:: ASSIGNMENT ::
Using the material that follows, work out how many lines include the word "PathBuf". Your answer should be that number only.

:: DATA ::
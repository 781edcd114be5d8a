//! Retrieval pipeline orchestrator.
//!
//! The [`RagPipeline`] owns the ingested chunks and the vector index built
//! from them. It is constructed empty, ingests its document folder exactly
//! once, and then answers queries concurrently through a shared reference.
//!
//! # Example
//!
//! ```rust,ignore
//! use std::sync::Arc;
//! use kbase_rag::{HashEmbeddingProvider, RagConfig, RagPipeline};
//!
//! let mut pipeline = RagPipeline::builder()
//!     .config(RagConfig::default())
//!     .embedding_provider(Arc::new(HashEmbeddingProvider::default()))
//!     .documents_dir("./docs")
//!     .build()?;
//!
//! pipeline.ingest().await?;
//! let pipeline = Arc::new(pipeline);
//! let results = pipeline.retrieve("how do refunds work?").await?;
//! ```

use std::fmt;
use std::path::{Path, PathBuf};
use std::sync::Arc;

use serde::{Deserialize, Serialize};
use tracing::{debug, error, info, warn};

use crate::chunking::FixedSizeChunker;
use crate::config::RagConfig;
use crate::document::{Chunk, RetrievalResult};
use crate::embedding::{EmbeddingProvider, EmbeddingVector};
use crate::error::{RagError, Result};
use crate::index::{FlatIndex, VectorIndex};
use crate::loader::load_documents;

/// Lifecycle of a [`RagPipeline`].
///
/// `Empty → Loading → Ready | Failed`. `Ready` and `Failed` are terminal.
#[derive(Debug, Clone, Copy, PartialEq, Eq, Hash, Serialize, Deserialize)]
#[serde(rename_all = "snake_case")]
pub enum PipelineState {
    /// No ingestion has been attempted.
    Empty,
    /// Ingestion is in progress (or its future was dropped before finishing).
    Loading,
    /// The index is built and queries are accepted.
    Ready,
    /// Ingestion failed; no index is served.
    Failed,
}

impl fmt::Display for PipelineState {
    fn fmt(&self, f: &mut fmt::Formatter<'_>) -> fmt::Result {
        let name = match self {
            Self::Empty => "empty",
            Self::Loading => "loading",
            Self::Ready => "ready",
            Self::Failed => "failed",
        };
        f.write_str(name)
    }
}

/// Summary of a successful ingestion.
#[derive(Debug, Clone, Default, PartialEq, Eq, Serialize, Deserialize)]
pub struct IngestReport {
    /// Documents read and chunked.
    pub documents: usize,
    /// Files passed over because of their extension.
    pub skipped_files: usize,
    /// Chunks embedded and indexed.
    pub chunks: usize,
    /// Dimensionality of the index, `None` when nothing was indexed.
    pub dimensions: Option<usize>,
}

/// The retrieval pipeline.
///
/// Ingestion (load → chunk → embed → index) requires exclusive access and
/// runs once. Once [`Ready`](PipelineState::Ready), the pipeline is
/// read-only and can be shared behind an [`Arc`] by any number of concurrent
/// callers of [`retrieve`](RagPipeline::retrieve). Construct one via
/// [`RagPipeline::builder()`].
pub struct RagPipeline {
    config: RagConfig,
    documents_dir: PathBuf,
    embedding_provider: Arc<dyn EmbeddingProvider>,
    chunker: FixedSizeChunker,
    state: PipelineState,
    failure: Option<String>,
    chunks: Vec<Chunk>,
    index: Box<dyn VectorIndex>,
}

impl fmt::Debug for RagPipeline {
    fn fmt(&self, f: &mut fmt::Formatter<'_>) -> fmt::Result {
        f.debug_struct("RagPipeline")
            .field("config", &self.config)
            .field("documents_dir", &self.documents_dir)
            .field("embedding_provider", &self.embedding_provider.name())
            .field("state", &self.state)
            .field("chunks", &self.chunks.len())
            .finish_non_exhaustive()
    }
}

impl RagPipeline {
    /// Create a new [`RagPipelineBuilder`].
    pub fn builder() -> RagPipelineBuilder {
        RagPipelineBuilder::default()
    }

    /// Return a reference to the pipeline configuration.
    pub fn config(&self) -> &RagConfig {
        &self.config
    }

    /// The folder ingested by [`ingest`](Self::ingest).
    pub fn documents_dir(&self) -> &Path {
        &self.documents_dir
    }

    /// Return a reference to the embedding provider.
    pub fn embedding_provider(&self) -> &Arc<dyn EmbeddingProvider> {
        &self.embedding_provider
    }

    /// Current lifecycle state.
    pub fn state(&self) -> PipelineState {
        self.state
    }

    /// Whether queries are accepted.
    pub fn is_ready(&self) -> bool {
        self.state == PipelineState::Ready
    }

    /// The error message that moved the pipeline to
    /// [`Failed`](PipelineState::Failed), if any.
    pub fn failure(&self) -> Option<&str> {
        self.failure.as_deref()
    }

    /// Ingested chunks in index order. Empty until ingestion succeeds.
    pub fn chunks(&self) -> &[Chunk] {
        &self.chunks
    }

    /// The vector index. Empty until ingestion succeeds.
    pub fn index(&self) -> &dyn VectorIndex {
        self.index.as_ref()
    }

    /// Ingest the document folder: load → chunk → embed → index.
    ///
    /// All chunks are embedded in a single batch call. The pipeline only
    /// becomes [`Ready`](PipelineState::Ready) if every step succeeds; any
    /// failure leaves it [`Failed`](PipelineState::Failed) with no index.
    /// A folder without recognized documents yields a ready, empty index.
    ///
    /// # Errors
    ///
    /// - [`RagError::Pipeline`] if ingestion was already attempted
    /// - [`RagError::Io`] if the folder or a document cannot be read
    /// - [`RagError::Provider`] if embedding fails or returns malformed data,
    ///   including NaN or infinite components
    /// - [`RagError::DimensionMismatch`] if the provider mixes vector lengths
    pub async fn ingest(&mut self) -> Result<IngestReport> {
        if self.state != PipelineState::Empty {
            return Err(RagError::Pipeline(format!(
                "ingestion already attempted (state: {})",
                self.state
            )));
        }

        self.state = PipelineState::Loading;
        info!(folder = %self.documents_dir.display(), "ingesting documents");

        match self.load_and_index().await {
            Ok((chunks, index, report)) => {
                self.chunks = chunks;
                self.index = Box::new(index);
                self.state = PipelineState::Ready;
                info!(
                    documents = report.documents,
                    skipped_files = report.skipped_files,
                    chunk_count = report.chunks,
                    dimensions = ?report.dimensions,
                    "ingestion completed"
                );
                Ok(report)
            }
            Err(e) => {
                error!(folder = %self.documents_dir.display(), error = %e, "ingestion failed");
                self.state = PipelineState::Failed;
                self.failure = Some(e.to_string());
                Err(e)
            }
        }
    }

    async fn load_and_index(&self) -> Result<(Vec<Chunk>, FlatIndex, IngestReport)> {
        // 1. Read the folder off the async runtime
        let dir = self.documents_dir.clone();
        let config = self.config.clone();
        let loaded = tokio::task::spawn_blocking(move || load_documents(&dir, &config))
            .await
            .map_err(|e| RagError::Pipeline(format!("document loading task failed: {e}")))??;

        // 2. Chunk every document, numbering chunks globally
        let mut chunks = Vec::new();
        for document in &loaded.documents {
            let first_position = chunks.len();
            chunks.extend(self.chunker.chunk_document(document, first_position));
            debug!(
                document = %document.name,
                chunk_count = chunks.len() - first_position,
                "chunked document"
            );
        }

        let mut report = IngestReport {
            documents: loaded.documents.len(),
            skipped_files: loaded.skipped.len(),
            chunks: chunks.len(),
            dimensions: None,
        };
        drop(loaded);

        if chunks.is_empty() {
            info!("no chunks produced; knowledge base is empty");
            return Ok((chunks, FlatIndex::default(), report));
        }

        // 3. Embed all chunks in one batch
        let texts: Vec<&str> = chunks.iter().map(|c| c.text.as_str()).collect();
        let vectors = self.embedding_provider.embed_batch(&texts).await?;
        let vectors = self.check_embeddings(texts.len(), vectors)?;

        // 4. Build the index
        let index = FlatIndex::build(vectors)?;
        report.dimensions = index.dimensions();
        Ok((chunks, index, report))
    }

    /// Reject provider output that does not line up with the request, then
    /// apply the configured normalization.
    fn check_embeddings(
        &self,
        expected: usize,
        vectors: Vec<EmbeddingVector>,
    ) -> Result<Vec<EmbeddingVector>> {
        let provider = self.embedding_provider.name();
        if vectors.len() != expected {
            return Err(RagError::provider(
                provider,
                format!("returned {} embeddings for {expected} inputs", vectors.len()),
            ));
        }
        if vectors.iter().any(|v| v.dimensions() == 0) {
            return Err(RagError::provider(provider, "returned an empty embedding"));
        }
        if !vectors.iter().all(EmbeddingVector::is_finite) {
            return Err(RagError::provider(provider, "returned a non-finite embedding"));
        }
        Ok(vectors.into_iter().map(|v| self.prepare(v)).collect())
    }

    fn prepare(&self, vector: EmbeddingVector) -> EmbeddingVector {
        if self.config.normalize_embeddings { vector.normalized() } else { vector }
    }

    /// Retrieve snippets relevant to `query` using the configured `top_k`.
    ///
    /// See [`retrieve_with_top_k`](Self::retrieve_with_top_k).
    pub async fn retrieve(&self, query: &str) -> Result<Vec<RetrievalResult>> {
        self.retrieve_with_top_k(query, self.config.top_k).await
    }

    /// Retrieve up to `top_k` snippets relevant to `query`: embed → search →
    /// score → filter by threshold.
    ///
    /// Results are ordered by descending score. An empty list means nothing
    /// relevant was found (or the knowledge base is empty); it never stands
    /// in for a provider failure.
    ///
    /// # Errors
    ///
    /// - [`RagError::NotReady`] unless ingestion completed successfully
    /// - [`RagError::Provider`] if the query cannot be embedded or its
    ///   embedding contains NaN or infinite values
    /// - [`RagError::DimensionMismatch`] if the query embedding's length
    ///   differs from the index
    pub async fn retrieve_with_top_k(
        &self,
        query: &str,
        top_k: usize,
    ) -> Result<Vec<RetrievalResult>> {
        if self.state != PipelineState::Ready {
            warn!(state = %self.state, "query rejected before ingestion completed");
            return Err(RagError::NotReady(self.state));
        }
        if self.index.is_empty() {
            debug!("query against empty knowledge base");
            return Ok(Vec::new());
        }

        // 1. Embed the query
        let query_vector = self.embedding_provider.embed(query).await.map_err(|e| {
            error!(error = %e, "embedding failed during query");
            e
        })?;
        if !query_vector.is_finite() {
            error!("query embedding has non-finite components");
            return Err(RagError::provider(
                self.embedding_provider.name(),
                "returned a non-finite embedding",
            ));
        }
        let query_vector = self.prepare(query_vector);

        // 2. Search the index
        let neighbors = self.index.search(&query_vector, top_k)?;

        // 3. Score and filter by similarity threshold
        let threshold = self.config.similarity_threshold;
        let results = neighbors
            .into_iter()
            .filter(|n| n.score() >= threshold)
            .map(|n| {
                let chunk = self.chunks.get(n.position).ok_or_else(|| {
                    RagError::Pipeline(format!("index position {} has no chunk", n.position))
                })?;
                Ok(RetrievalResult {
                    text: chunk.text.clone(),
                    score: n.score(),
                    source: chunk.source.clone(),
                    position: chunk.position,
                })
            })
            .collect::<Result<Vec<_>>>()?;

        info!(result_count = results.len(), top_k, "query completed");
        Ok(results)
    }
}

/// Builder for constructing a [`RagPipeline`].
///
/// `embedding_provider` and `documents_dir` are required; `config` defaults
/// to [`RagConfig::default()`].
///
/// # Example
///
/// ```rust,ignore
/// let pipeline = RagPipeline::builder()
///     .config(RagConfig::builder().top_k(5).build()?)
///     .embedding_provider(Arc::new(embedder))
///     .documents_dir("./docs")
///     .build()?;
/// ```
#[derive(Default)]
pub struct RagPipelineBuilder {
    config: Option<RagConfig>,
    embedding_provider: Option<Arc<dyn EmbeddingProvider>>,
    documents_dir: Option<PathBuf>,
}

impl RagPipelineBuilder {
    /// Set the pipeline configuration.
    pub fn config(mut self, config: RagConfig) -> Self {
        self.config = Some(config);
        self
    }

    /// Set the embedding provider.
    pub fn embedding_provider(mut self, provider: Arc<dyn EmbeddingProvider>) -> Self {
        self.embedding_provider = Some(provider);
        self
    }

    /// Set the folder holding the knowledge-base documents.
    pub fn documents_dir(mut self, dir: impl Into<PathBuf>) -> Self {
        self.documents_dir = Some(dir.into());
        self
    }

    /// Build an [`Empty`](PipelineState::Empty) [`RagPipeline`].
    ///
    /// # Errors
    ///
    /// Returns [`RagError::Config`] if a required field is missing or the
    /// configuration is invalid.
    pub fn build(self) -> Result<RagPipeline> {
        let config = self.config.unwrap_or_default();
        config.validate()?;
        let embedding_provider = self
            .embedding_provider
            .ok_or_else(|| RagError::Config("embedding_provider is required".to_string()))?;
        let documents_dir = self
            .documents_dir
            .ok_or_else(|| RagError::Config("documents_dir is required".to_string()))?;
        let chunker = FixedSizeChunker::from_config(&config)?;

        Ok(RagPipeline {
            config,
            documents_dir,
            embedding_provider,
            chunker,
            state: PipelineState::Empty,
            failure: None,
            chunks: Vec::new(),
            index: Box::new(FlatIndex::default()),
        })
    }
}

:: EXPECTED ANSWER ::
4